| INFORMATION |

//! Bump policies and semantic version increments.

use std::fmt;
use std::str::FromStr;

use semver::{BuildMetadata, Prerelease, Version};

use crate::error::VersionError;

/// Type of semantic version increment.
#[derive(Debug, Clone, Copy, PartialEq, Eq, PartialOrd, Ord, Hash)]
pub enum BumpType {
    Prerelease,
    Prepatch,
    Patch,
    Preminor,
    Minor,
    Premajor,
    Major,
}

impl BumpType {
    pub fn as_str(&self) -> &'static str {
        match self {
            BumpType::Prerelease => "prerelease",
            BumpType::Prepatch => "prepatch",
            BumpType::Patch => "patch",
            BumpType::Preminor => "preminor",
            BumpType::Minor => "minor",
            BumpType::Premajor => "premajor",
            BumpType::Major => "major",
        }
    }
}

/// How a manifest's own version advances when its dependencies change.
#[derive(Debug, Clone, PartialEq, Eq, Hash)]
pub enum BumpPolicy {
    /// Increment the caller's current version.
    Increment(BumpType),
    /// Copy the new value of the named dependency from the same batch.
    Mirror(String),
}

impl FromStr for BumpPolicy {
    type Err = VersionError;

    fn from_str(s: &str) -> Result<Self, Self::Err> {
        if let Some(dep_name) = s.strip_prefix("mirror:") {
            if dep_name.is_empty() {
                return Err(VersionError::UnsupportedPolicy(s.to_string()));
            }
            return Ok(BumpPolicy::Mirror(dep_name.to_string()));
        }

        let bump = match s {
            "major" => BumpType::Major,
            "premajor" => BumpType::Premajor,
            "minor" => BumpType::Minor,
            "preminor" => BumpType::Preminor,
            "patch" => BumpType::Patch,
            "prepatch" => BumpType::Prepatch,
            "prerelease" => BumpType::Prerelease,
            other => return Err(VersionError::UnsupportedPolicy(other.to_string())),
        };
        Ok(BumpPolicy::Increment(bump))
    }
}

impl fmt::Display for BumpPolicy {
    fn fmt(&self, f: &mut fmt::Formatter<'_>) -> fmt::Result {
        match self {
            BumpPolicy::Increment(bump) => f.write_str(bump.as_str()),
            BumpPolicy::Mirror(dep_name) => write!(f, "mirror:{}", dep_name),
        }
    }
}

/// Parse a version, tolerating a leading `v` or `=` as npm does.
pub fn parse_version(input: &str) -> Result<Version, VersionError> {
    let trimmed = input.trim();
    let raw = trimmed
        .strip_prefix('v')
        .or_else(|| trimmed.strip_prefix('='))
        .unwrap_or(trimmed);

    Version::parse(raw).map_err(|e| VersionError::ParseFailed(input.to_string(), e))
}

fn first_prerelease() -> Prerelease {
    Prerelease::new("0").unwrap_or(Prerelease::EMPTY)
}

/// Apply an increment with npm semantics.
///
/// A prerelease of the target release is promoted rather than skipped:
/// `patch` takes `1.2.4-1` to `1.2.4`, `minor` takes `1.3.0-1` to `1.3.0`.
/// Build metadata is always dropped.
pub fn apply_bump_to_version(version: &Version, bump: BumpType) -> Result<Version, VersionError> {
    let mut next = version.clone();
    next.build = BuildMetadata::EMPTY;
    let is_pre = !version.pre.is_empty();

    match bump {
        BumpType::Major => {
            if !(is_pre && version.minor == 0 && version.patch == 0) {
                next.major = increment(version.major, version)?;
            }
            next.minor = 0;
            next.patch = 0;
            next.pre = Prerelease::EMPTY;
        }
        BumpType::Minor => {
            if !(is_pre && version.patch == 0) {
                next.minor = increment(version.minor, version)?;
            }
            next.patch = 0;
            next.pre = Prerelease::EMPTY;
        }
        BumpType::Patch => {
            if !is_pre {
                next.patch = increment(version.patch, version)?;
            }
            next.pre = Prerelease::EMPTY;
        }
        BumpType::Premajor => {
            next = Version::new(increment(version.major, version)?, 0, 0);
            next.pre = first_prerelease();
        }
        BumpType::Preminor => {
            next = Version::new(version.major, increment(version.minor, version)?, 0);
            next.pre = first_prerelease();
        }
        BumpType::Prepatch => {
            next = Version::new(version.major, version.minor, increment(version.patch, version)?);
            next.pre = first_prerelease();
        }
        BumpType::Prerelease => {
            if is_pre {
                next.pre = increment_prerelease(version)?;
            } else {
                next.patch = increment(version.patch, version)?;
                next.pre = first_prerelease();
            }
        }
    }

    Ok(next)
}

fn increment(component: u64, version: &Version) -> Result<u64, VersionError> {
    component
        .checked_add(1)
        .ok_or_else(|| VersionError::Overflow(version.to_string()))
}

/// Increment the last numeric identifier, or append `.0` when there is none.
fn increment_prerelease(version: &Version) -> Result<Prerelease, VersionError> {
    let mut parts: Vec<String> = version.pre.as_str().split('.').map(str::to_string).collect();

    match parts
        .iter()
        .rposition(|p| !p.is_empty() && p.chars().all(|c| c.is_ascii_digit()))
    {
        Some(idx) => {
            let n: u64 = parts[idx]
                .parse()
                .map_err(|_| VersionError::Overflow(version.to_string()))?;
            parts[idx] = increment(n, version)?.to_string();
        }
        None => parts.push("0".to_string()),
    }

    Prerelease::new(&parts.join("."))
        .map_err(|e| VersionError::ParseFailed(version.to_string(), e))
}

| TASK INSTRUCTIONS |
From the listing above, copy all lines holding the word "Debug".

| ANSWER TO THIS TASK |
#[derive(Debug, Clone, Copy, PartialEq, Eq, PartialOrd, Ord, Hash)]
#[derive(Debug, Clone, PartialEq, Eq, Hash)]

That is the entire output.